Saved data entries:
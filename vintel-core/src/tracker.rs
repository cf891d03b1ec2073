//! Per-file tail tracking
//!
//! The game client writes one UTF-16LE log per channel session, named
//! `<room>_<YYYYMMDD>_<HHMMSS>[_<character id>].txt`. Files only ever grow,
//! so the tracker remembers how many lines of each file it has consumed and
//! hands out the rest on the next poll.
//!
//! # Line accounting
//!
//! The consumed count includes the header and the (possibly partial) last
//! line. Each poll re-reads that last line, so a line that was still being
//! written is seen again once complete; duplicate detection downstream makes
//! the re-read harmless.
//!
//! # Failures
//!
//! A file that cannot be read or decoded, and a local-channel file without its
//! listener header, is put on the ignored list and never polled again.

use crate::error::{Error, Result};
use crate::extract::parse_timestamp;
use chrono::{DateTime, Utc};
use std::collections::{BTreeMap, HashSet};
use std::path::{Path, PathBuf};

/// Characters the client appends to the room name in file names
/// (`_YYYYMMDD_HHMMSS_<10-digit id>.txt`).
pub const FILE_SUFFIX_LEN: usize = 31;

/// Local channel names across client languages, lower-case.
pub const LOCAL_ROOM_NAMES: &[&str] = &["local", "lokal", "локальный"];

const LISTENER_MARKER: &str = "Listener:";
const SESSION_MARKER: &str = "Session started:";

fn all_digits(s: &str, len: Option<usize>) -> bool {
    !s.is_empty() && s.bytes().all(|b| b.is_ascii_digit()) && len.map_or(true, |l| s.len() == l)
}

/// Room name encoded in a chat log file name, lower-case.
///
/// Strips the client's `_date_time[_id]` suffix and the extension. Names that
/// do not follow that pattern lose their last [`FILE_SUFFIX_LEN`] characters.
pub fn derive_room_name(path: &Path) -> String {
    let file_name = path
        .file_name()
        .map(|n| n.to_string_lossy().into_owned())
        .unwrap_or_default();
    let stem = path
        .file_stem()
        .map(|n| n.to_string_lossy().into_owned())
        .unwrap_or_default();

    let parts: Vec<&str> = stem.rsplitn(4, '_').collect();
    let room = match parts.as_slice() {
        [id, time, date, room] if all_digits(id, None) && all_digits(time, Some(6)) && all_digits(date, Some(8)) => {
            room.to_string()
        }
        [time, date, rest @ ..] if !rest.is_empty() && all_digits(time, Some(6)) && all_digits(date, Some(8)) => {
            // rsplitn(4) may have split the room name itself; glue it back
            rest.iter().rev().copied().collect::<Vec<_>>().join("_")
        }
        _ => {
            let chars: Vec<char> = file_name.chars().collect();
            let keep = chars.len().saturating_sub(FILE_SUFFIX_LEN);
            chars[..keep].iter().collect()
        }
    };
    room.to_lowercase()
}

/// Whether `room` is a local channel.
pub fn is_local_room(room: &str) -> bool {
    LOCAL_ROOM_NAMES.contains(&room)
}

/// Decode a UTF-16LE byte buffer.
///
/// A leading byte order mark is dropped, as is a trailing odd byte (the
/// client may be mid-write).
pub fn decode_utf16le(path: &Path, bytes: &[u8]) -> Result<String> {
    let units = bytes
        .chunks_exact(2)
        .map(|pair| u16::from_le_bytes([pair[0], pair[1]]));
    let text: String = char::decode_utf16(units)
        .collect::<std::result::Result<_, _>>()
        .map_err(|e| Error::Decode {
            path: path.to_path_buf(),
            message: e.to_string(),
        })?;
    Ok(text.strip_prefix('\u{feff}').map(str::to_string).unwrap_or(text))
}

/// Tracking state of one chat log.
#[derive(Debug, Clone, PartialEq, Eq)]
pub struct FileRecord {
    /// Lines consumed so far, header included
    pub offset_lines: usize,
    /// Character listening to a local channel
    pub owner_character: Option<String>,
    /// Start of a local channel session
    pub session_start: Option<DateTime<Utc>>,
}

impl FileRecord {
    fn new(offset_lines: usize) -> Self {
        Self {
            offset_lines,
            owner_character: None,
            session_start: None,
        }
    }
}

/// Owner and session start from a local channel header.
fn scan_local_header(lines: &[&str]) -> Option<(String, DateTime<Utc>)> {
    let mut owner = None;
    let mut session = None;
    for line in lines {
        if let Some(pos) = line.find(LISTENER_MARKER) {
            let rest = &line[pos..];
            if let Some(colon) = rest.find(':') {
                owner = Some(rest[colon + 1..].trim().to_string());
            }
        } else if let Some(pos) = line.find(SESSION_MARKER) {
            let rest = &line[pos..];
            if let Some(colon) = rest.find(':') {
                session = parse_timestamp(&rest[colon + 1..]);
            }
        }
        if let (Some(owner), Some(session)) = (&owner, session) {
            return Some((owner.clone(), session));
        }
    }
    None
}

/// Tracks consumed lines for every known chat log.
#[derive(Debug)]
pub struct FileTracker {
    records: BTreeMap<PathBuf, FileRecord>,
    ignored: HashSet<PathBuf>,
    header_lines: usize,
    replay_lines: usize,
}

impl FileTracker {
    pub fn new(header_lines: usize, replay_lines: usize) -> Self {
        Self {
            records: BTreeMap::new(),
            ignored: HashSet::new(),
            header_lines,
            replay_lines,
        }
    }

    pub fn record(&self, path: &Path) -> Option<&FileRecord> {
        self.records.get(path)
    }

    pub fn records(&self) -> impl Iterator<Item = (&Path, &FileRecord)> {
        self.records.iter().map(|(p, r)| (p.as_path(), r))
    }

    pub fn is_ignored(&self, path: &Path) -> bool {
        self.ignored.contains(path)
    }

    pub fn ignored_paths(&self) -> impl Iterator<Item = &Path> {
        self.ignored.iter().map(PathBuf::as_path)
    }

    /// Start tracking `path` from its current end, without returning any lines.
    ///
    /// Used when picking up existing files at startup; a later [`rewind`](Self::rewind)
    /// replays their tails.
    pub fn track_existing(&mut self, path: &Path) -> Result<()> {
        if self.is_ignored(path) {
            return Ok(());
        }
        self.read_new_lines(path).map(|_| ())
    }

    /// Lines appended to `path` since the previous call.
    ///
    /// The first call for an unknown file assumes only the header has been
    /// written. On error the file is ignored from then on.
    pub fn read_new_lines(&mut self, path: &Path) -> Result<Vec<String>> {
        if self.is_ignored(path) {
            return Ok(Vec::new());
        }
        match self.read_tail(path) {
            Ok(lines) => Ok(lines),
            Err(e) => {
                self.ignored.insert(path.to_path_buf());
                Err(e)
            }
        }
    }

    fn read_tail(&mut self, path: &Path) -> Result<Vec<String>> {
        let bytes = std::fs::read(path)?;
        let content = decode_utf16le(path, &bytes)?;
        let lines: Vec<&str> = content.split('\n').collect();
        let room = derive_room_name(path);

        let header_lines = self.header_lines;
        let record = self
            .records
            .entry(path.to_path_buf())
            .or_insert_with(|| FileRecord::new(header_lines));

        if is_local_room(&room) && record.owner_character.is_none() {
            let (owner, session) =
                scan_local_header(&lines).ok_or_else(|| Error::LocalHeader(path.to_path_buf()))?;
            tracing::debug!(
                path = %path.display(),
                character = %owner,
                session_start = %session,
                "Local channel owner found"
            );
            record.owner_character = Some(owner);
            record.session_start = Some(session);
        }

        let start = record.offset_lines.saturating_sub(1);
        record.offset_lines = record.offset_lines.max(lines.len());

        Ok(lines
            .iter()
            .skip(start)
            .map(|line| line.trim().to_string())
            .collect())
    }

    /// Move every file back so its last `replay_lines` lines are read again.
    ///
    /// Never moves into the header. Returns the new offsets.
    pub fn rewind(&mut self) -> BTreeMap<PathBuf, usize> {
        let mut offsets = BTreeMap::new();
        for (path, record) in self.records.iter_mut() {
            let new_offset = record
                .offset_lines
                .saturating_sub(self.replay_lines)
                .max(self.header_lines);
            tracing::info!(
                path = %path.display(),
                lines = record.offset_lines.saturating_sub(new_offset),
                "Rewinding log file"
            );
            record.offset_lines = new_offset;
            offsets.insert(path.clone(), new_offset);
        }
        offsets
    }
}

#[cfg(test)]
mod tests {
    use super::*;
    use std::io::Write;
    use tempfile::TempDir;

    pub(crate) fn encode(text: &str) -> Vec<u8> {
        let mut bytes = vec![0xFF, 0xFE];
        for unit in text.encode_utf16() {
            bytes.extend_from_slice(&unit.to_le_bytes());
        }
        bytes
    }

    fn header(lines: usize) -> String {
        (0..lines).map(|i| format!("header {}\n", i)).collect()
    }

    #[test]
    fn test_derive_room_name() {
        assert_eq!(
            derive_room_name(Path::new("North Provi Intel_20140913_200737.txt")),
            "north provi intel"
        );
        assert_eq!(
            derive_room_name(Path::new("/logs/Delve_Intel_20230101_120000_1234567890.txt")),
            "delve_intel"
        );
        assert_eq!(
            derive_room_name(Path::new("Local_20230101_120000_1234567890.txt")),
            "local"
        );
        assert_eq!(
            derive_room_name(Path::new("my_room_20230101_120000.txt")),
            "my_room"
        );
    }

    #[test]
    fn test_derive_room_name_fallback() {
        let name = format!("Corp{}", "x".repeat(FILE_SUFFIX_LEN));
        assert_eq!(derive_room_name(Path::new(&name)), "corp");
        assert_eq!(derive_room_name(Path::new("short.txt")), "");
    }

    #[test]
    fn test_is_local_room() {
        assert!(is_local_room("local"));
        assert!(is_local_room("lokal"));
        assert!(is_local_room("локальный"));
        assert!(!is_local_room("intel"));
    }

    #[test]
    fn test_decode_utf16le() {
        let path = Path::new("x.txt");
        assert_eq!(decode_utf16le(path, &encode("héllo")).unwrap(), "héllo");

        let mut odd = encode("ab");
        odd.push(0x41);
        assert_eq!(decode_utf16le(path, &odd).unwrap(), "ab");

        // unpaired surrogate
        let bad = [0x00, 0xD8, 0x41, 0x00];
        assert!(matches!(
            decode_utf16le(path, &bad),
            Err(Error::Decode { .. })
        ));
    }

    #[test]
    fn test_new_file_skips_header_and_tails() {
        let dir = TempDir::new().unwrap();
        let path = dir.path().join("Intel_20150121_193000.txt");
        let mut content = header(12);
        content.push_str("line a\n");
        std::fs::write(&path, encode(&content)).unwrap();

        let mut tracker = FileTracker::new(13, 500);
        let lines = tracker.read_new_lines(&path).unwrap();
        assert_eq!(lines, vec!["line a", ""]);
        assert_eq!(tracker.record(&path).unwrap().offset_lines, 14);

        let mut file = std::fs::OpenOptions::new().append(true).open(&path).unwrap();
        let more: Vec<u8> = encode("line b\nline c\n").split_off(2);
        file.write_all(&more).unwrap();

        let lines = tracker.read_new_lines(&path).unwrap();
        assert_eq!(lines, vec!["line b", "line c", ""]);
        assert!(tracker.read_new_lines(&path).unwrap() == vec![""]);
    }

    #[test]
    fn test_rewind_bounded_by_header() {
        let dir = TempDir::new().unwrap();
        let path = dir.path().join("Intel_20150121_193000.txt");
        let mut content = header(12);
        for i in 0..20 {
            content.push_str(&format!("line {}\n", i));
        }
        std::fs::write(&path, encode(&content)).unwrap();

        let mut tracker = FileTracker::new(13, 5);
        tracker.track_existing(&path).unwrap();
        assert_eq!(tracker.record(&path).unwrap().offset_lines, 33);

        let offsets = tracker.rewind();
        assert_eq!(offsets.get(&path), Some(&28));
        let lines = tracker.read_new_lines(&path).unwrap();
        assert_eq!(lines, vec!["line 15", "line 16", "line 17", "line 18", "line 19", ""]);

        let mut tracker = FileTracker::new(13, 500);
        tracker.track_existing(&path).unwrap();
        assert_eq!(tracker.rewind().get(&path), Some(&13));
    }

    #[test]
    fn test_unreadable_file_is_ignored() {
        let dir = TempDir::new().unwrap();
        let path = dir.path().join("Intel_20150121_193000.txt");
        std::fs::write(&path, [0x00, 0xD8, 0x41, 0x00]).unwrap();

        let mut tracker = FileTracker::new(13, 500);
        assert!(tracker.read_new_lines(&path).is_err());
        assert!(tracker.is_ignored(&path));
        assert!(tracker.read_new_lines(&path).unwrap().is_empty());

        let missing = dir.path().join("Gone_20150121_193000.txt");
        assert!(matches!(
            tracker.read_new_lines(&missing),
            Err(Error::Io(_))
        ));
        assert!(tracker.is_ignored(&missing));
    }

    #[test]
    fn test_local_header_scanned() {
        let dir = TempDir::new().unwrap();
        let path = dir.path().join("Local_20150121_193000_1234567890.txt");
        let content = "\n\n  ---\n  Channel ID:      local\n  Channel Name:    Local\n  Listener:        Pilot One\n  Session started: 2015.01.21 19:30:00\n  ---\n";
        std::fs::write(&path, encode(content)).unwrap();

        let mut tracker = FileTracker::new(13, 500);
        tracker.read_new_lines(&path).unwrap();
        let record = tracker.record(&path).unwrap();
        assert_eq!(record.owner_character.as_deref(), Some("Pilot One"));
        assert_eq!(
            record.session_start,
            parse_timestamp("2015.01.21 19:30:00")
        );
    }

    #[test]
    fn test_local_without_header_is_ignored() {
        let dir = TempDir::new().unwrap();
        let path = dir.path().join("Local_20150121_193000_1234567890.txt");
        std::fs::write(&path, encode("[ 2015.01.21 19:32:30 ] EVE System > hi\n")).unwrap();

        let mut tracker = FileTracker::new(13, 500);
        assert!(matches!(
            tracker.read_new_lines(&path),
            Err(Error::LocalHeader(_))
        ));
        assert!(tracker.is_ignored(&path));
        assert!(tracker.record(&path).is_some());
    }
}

◆ **What you are asked to do**:
I need each line of the entries that holds the string "content" located and copied.

◆ **Response box**:
        let content = decode_utf16le(path, &bytes)?;
        let lines: Vec<&str> = content.split('\n').collect();
        let mut content = header(12);
        content.push_str("line a\n");
        std::fs::write(&path, encode(&content)).unwrap();
        let mut content = header(12);
            content.push_str(&format!("line {}\n", i));
        std::fs::write(&path, encode(&content)).unwrap();
        let content = "\n\n  ---\n  Channel ID:      local\n  Channel Name:    Local\n  Listener:        Pilot One\n  Session started: 2015.01.21 19:30:00\n  ---\n";
        std::fs::write(&path, encode(content)).unwrap();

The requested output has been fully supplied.